As a larger and a more balanced North American entity, Freehold remains well positioned to endure all stages of the commodity cycle, similar to what we realized during Q1-2023. We believe much of the work completed over the past three years has been highlighted during the first quarter, as Freehold was able to deliver consistent, sustainable returns to its shareholders.
Our first quarter highlights included:
- $77 million in revenue;
- $59 million in funds from operations ($0.39/share(1));
- $41 million in dividends paid ($0.27/share);
- Average production of 14,724 boe/d (9,822 boe/d in Canada and 4,902 boe/d in the U.S.);
- 349 gross wells drilled, 175 wells in Canada and 174 wells in the U.S.;
- $56.99/boe average realized price ($69.68/boe in the U.S. and $50.66/boe in Canada)
(1) See Non-GAAP Financial Ratios and Other Financial Measures
We continued our operational momentum into 2023 with strong drilling activity on both sides of the border (the highest it has been on a net well basis since early 2017) and growing Canadian production (the highest it has been since late 2019). Our Clearwater assets represented a key growth driver, averaging 450 boe/d, an increase of 25% from the previous quarter. Strength in Canadian production has been achieved with only a modest investment over the last three years.
Despite commodity prices retreating from the prior quarter and from the same period in 2022, activity levels on both our Canadian and U.S. royalty lands maintained the momentum from our record year in 2022. We have continued to see strong year-to-date leasing activity and a suite of well funded operators allocating capital to drilling on our royalty lands, driven by continued development in plays such as the Permian, Eagle Ford, Clearwater, Viking and Cardium. Through the first quarter of 2023, we have consistently had between 30-40 drilling rigs active on our acreage, with rigs on our U.S land base averaging over 30 in March, setting the highwater mark since owning the assets. While drilling will slow down in Canada in the near-term associated with spring break-up, we expect strong activity through the second quarter within our U.S. land base, a benefit of our North American portfolio.

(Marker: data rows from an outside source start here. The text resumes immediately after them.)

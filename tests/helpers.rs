//! Shared test helpers
//!
//! Builders for test configs, sample intents, and mock JSON-RPC /
//! document-store responses used across the integration test files.

#![allow(dead_code)]

use std::sync::Arc;
use std::time::Duration;

use serde_json::json;
use wiremock::matchers::{body_partial_json, method, path};
use wiremock::{Mock, MockServer, ResponseTemplate};

use trusted_relay::api::{DirectionStatus, StatusRegistry};
use trusted_relay::chain_client::{event_topic, word_from_address, word_from_u128, ChainClient};
use trusted_relay::config::{ApiConfig, ChainEndpointConfig, Config, DirectionConfig, RelayerConfig};
use trusted_relay::crypto::CryptoService;
use trusted_relay::storage::{LedgerClient, ProcessedSet};
use trusted_relay::submitter::Submitter;
use trusted_relay::types::Intent;
use trusted_relay::watcher::{Watcher, INTENT_COMMITTED_SIG};

/// Deterministic test attestation key (valid secp256k1 scalar).
pub const TEST_SIGNING_KEY: &str =
    "0x1111111111111111111111111111111111111111111111111111111111111111";

pub const TOKEN_ADDR: &str = "0x00000000000000000000000000000000000000aa";
pub const RECIPIENT_ADDR: &str = "0x00000000000000000000000000000000000000bb";
pub const USER_ADDR: &str = "0x00000000000000000000000000000000000000cc";

pub const CHAIN_A_ID: u64 = 31337;
pub const CHAIN_B_ID: u64 = 31338;

// ============================================================================
// CONFIG AND COMPONENT BUILDERS
// ============================================================================

/// Chain endpoint config pointing at a mock RPC server.
pub fn test_chain_config(name: &str, rpc_url: &str, chain_id: u64) -> ChainEndpointConfig {
    ChainEndpointConfig {
        name: name.to_string(),
        rpc_url: rpc_url.to_string(),
        chain_id,
        intent_store_addr: "0x1000000000000000000000000000000000000001".to_string(),
        inbox_addr: "0x2000000000000000000000000000000000000002".to_string(),
        settlement_addr: "0x3000000000000000000000000000000000000003".to_string(),
        operator_addr: "0x4000000000000000000000000000000000000004".to_string(),
    }
}

pub fn test_direction_config(required_confirmations: u64, start_block: Option<u64>) -> DirectionConfig {
    DirectionConfig {
        required_confirmations,
        poll_interval_ms: 100,
        confirmation_timeout_secs: 300,
        start_block,
    }
}

/// Full config for config/validation tests. `key_env` should be unique per
/// test so parallel tests do not race on the environment.
pub fn build_test_config(rpc_a: &str, rpc_b: &str, key_env: &str) -> Config {
    Config {
        chain_a: test_chain_config("Chain A", rpc_a, CHAIN_A_ID),
        chain_b: test_chain_config("Chain B", rpc_b, CHAIN_B_ID),
        a_to_b: test_direction_config(3, None),
        b_to_a: test_direction_config(3, None),
        relayer: RelayerConfig {
            signing_key_env: key_env.to_string(),
            relayer_addr: None,
            finalize_interval_ms: 1000,
            send_timeout_secs: 5,
        },
        ledger: None,
        api: ApiConfig {
            host: "127.0.0.1".to_string(),
            port: 0,
        },
    }
}

pub fn sample_intent() -> Intent {
    Intent {
        user: USER_ADDR.to_string(),
        src_chain_id: CHAIN_A_ID,
        dst_chain_id: CHAIN_B_ID,
        token: TOKEN_ADDR.to_string(),
        amount: 2_500_000,
        recipient: RECIPIENT_ADDR.to_string(),
        nonce: 7,
        expiry: 0,
        intent_hash: format!("0x{}", "ab".repeat(32)),
    }
}

pub fn test_chain_client(rpc_url: &str, name: &str) -> Arc<ChainClient> {
    Arc::new(
        ChainClient::new(
            name,
            rpc_url,
            "0x4000000000000000000000000000000000000004",
            Duration::from_secs(5),
        )
        .expect("Failed to create chain client"),
    )
}

/// A fully wired directional pipeline against mock RPC servers.
pub struct TestPipeline {
    pub watcher: Arc<Watcher>,
    pub submitter: Arc<Submitter>,
    pub processed: Arc<ProcessedSet>,
    pub status: Arc<DirectionStatus>,
}

/// Builds an A→B pipeline: watches `src_rpc`, submits to `dst_rpc`.
pub fn build_test_pipeline(
    src_rpc: &str,
    dst_rpc: &str,
    required_confirmations: u64,
    start_block: Option<u64>,
    ledger: Option<Arc<LedgerClient>>,
) -> TestPipeline {
    let registry = StatusRegistry::new();
    let status = registry.register_direction("a_to_b");

    let source_chain = test_chain_config("Chain A", src_rpc, CHAIN_A_ID);
    let dest_chain = test_chain_config("Chain B", dst_rpc, CHAIN_B_ID);

    let signer = Arc::new(
        CryptoService::from_key_hex(TEST_SIGNING_KEY).expect("Failed to create crypto service"),
    );
    let processed = Arc::new(ProcessedSet::new(ledger.clone()));

    let submitter = Arc::new(Submitter::new(
        "a_to_b",
        test_chain_client(dst_rpc, "Chain B"),
        signer,
        processed.clone(),
        ledger,
        &dest_chain.inbox_addr,
        status.clone(),
    ));

    let watcher = Arc::new(Watcher::new(
        "a_to_b",
        test_direction_config(required_confirmations, start_block),
        test_chain_client(src_rpc, "Chain A"),
        &source_chain,
        dest_chain.chain_id,
        submitter.clone(),
        processed.clone(),
        status.clone(),
    ));

    TestPipeline {
        watcher,
        submitter,
        processed,
        status,
    }
}

// ============================================================================
// MOCK JSON-RPC HELPERS
// ============================================================================

/// Successful JSON-RPC response body.
pub fn rpc_result(result: serde_json::Value) -> ResponseTemplate {
    ResponseTemplate::new(200).set_body_json(json!({
        "jsonrpc": "2.0",
        "id": 1,
        "result": result,
    }))
}

/// JSON-RPC error response body (the node rejected the request).
pub fn rpc_error(message: &str) -> ResponseTemplate {
    ResponseTemplate::new(200).set_body_json(json!({
        "jsonrpc": "2.0",
        "id": 1,
        "error": { "code": -32000, "message": message },
    }))
}

/// Mounts a mock for one JSON-RPC method.
pub async fn mock_rpc_method(server: &MockServer, rpc_method: &str, response: ResponseTemplate) {
    Mock::given(method("POST"))
        .and(path("/"))
        .and(body_partial_json(json!({ "method": rpc_method })))
        .respond_with(response)
        .mount(server)
        .await;
}

/// Mounts a success receipt for any transaction hash.
pub async fn mock_receipt_success(server: &MockServer) {
    mock_rpc_method(
        server,
        "eth_getTransactionReceipt",
        rpc_result(json!({
            "transactionHash": "0xfeed000000000000000000000000000000000000000000000000000000000001",
            "blockNumber": "0x10",
            "status": "0x1",
        })),
    )
    .await;
}

/// Mounts eth_sendTransaction returning a fixed hash, plus a success receipt.
pub async fn mock_send_success(server: &MockServer) {
    mock_rpc_method(
        server,
        "eth_sendTransaction",
        rpc_result(json!(
            "0xfeed000000000000000000000000000000000000000000000000000000000001"
        )),
    )
    .await;
    mock_receipt_success(server).await;
}

// ============================================================================
// EVENT AND CALL-RESULT ENCODING
// ============================================================================

/// Hex string of concatenated 32-byte words, for eth_call results.
pub fn encode_result_words(words: &[[u8; 32]]) -> String {
    let mut out = String::from("0x");
    for word in words {
        out.push_str(&hex::encode(word));
    }
    out
}

/// Builds the eth_getLogs JSON entry for an IntentCommitted event.
pub fn intent_committed_log(intent: &Intent, block_number: u64) -> serde_json::Value {
    let user_word = word_from_address(&intent.user).expect("bad user address");
    let mut data = Vec::new();
    data.extend_from_slice(&word_from_u128(intent.src_chain_id as u128));
    data.extend_from_slice(&word_from_u128(intent.dst_chain_id as u128));
    data.extend_from_slice(&word_from_address(&intent.token).expect("bad token address"));
    data.extend_from_slice(&word_from_u128(intent.amount));
    data.extend_from_slice(&word_from_address(&intent.recipient).expect("bad recipient address"));
    data.extend_from_slice(&word_from_u128(intent.nonce as u128));
    data.extend_from_slice(&word_from_u128(intent.expiry as u128));

    json!({
        "address": "0x1000000000000000000000000000000000000001",
        "topics": [
            event_topic(INTENT_COMMITTED_SIG),
            intent.intent_hash,
            format!("0x{}", hex::encode(user_word)),
        ],
        "data": format!("0x{}", hex::encode(data)),
        "blockNumber": format!("0x{:x}", block_number),
        "transactionHash": "0xdead000000000000000000000000000000000000000000000000000000000001",
        "logIndex": "0x0",
    })
}

/// Encodes a getMessage eth_call result.
///
/// Word layout: intent hash, state, submittedAt, challengePeriodEnd,
/// challenger (zero = none).
pub fn message_call_result(
    intent_hash: &str,
    state: u64,
    submitted_at: u64,
    challenge_period_end: u64,
) -> String {
    let hash_body = intent_hash.strip_prefix("0x").unwrap_or(intent_hash);
    let mut hash_word = [0u8; 32];
    hash_word.copy_from_slice(&hex::decode(hash_body).expect("bad intent hash"));

    encode_result_words(&[
        hash_word,
        word_from_u128(state as u128),
        word_from_u128(submitted_at as u128),
        word_from_u128(challenge_period_end as u128),
        [0u8; 32],
    ])
}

Funds flow and production volumes were in-line with our expectation for Q1-2023 and as a result, we are maintaining our 2023 production guidance of 14,500-15,500 boe/d. We also reiterate our funds flow range of between $250-$280 million, underpinned by our West Texas Intermediate (WTI) pricing assumption of US$80/bbl. At these levels, our current dividend implies a dividend payout ratio(1) of approximately 60%. We believe this level is right sized to provide a robust dividend yield, while retaining optionality for further dividend increases, portfolio reinvestment and/or maintaining flexibility in our balance sheet.
Subsequent to quarter-end, a number of producers have shut-in production on Freehold’s royalty lands associated with the ongoing wildfire situation in Alberta. We believe up to 25% of our Canadian production could be impacted by these shut-ins but given the preliminary and ongoing nature of the situation, Freehold does not have an estimate of the impact at this time. Freehold is thankful for the efforts of all personnel engaged in fighting these dangerous wildfires and extend our sympathy to those displaced from their homes in the areas of the fires.
David M. Spyker, President and Chief Executive Officer
Dividend Announcement
The Board of Directors of Freehold has declared a monthly dividend of $0.09 per share to be paid on June 15, 2023, to shareholders of record on May 31, 2023. The dividend is designated as an eligible dividend for Canadian income tax purposes.
Director Retirement
Art Korpach will not be standing for re-election and will retire from Freehold’s Board of Directors at the Annual General Meeting. Mr. Korpach was appointed to the Board in May 2012 and was Chair of the Compensation Committee from 2012 to 2015 and served as Chair of the Audit Committee from 2015 to 2022. Mr. Korpach was instrumental in providing valuable strategic input to Freehold through a number of transactions during his term, as we benefitted from his extensive transaction experience. We would like to thank Art for his hard work, wisdom, and leadership throughout his time on the Board and wish him well in his future endeavors.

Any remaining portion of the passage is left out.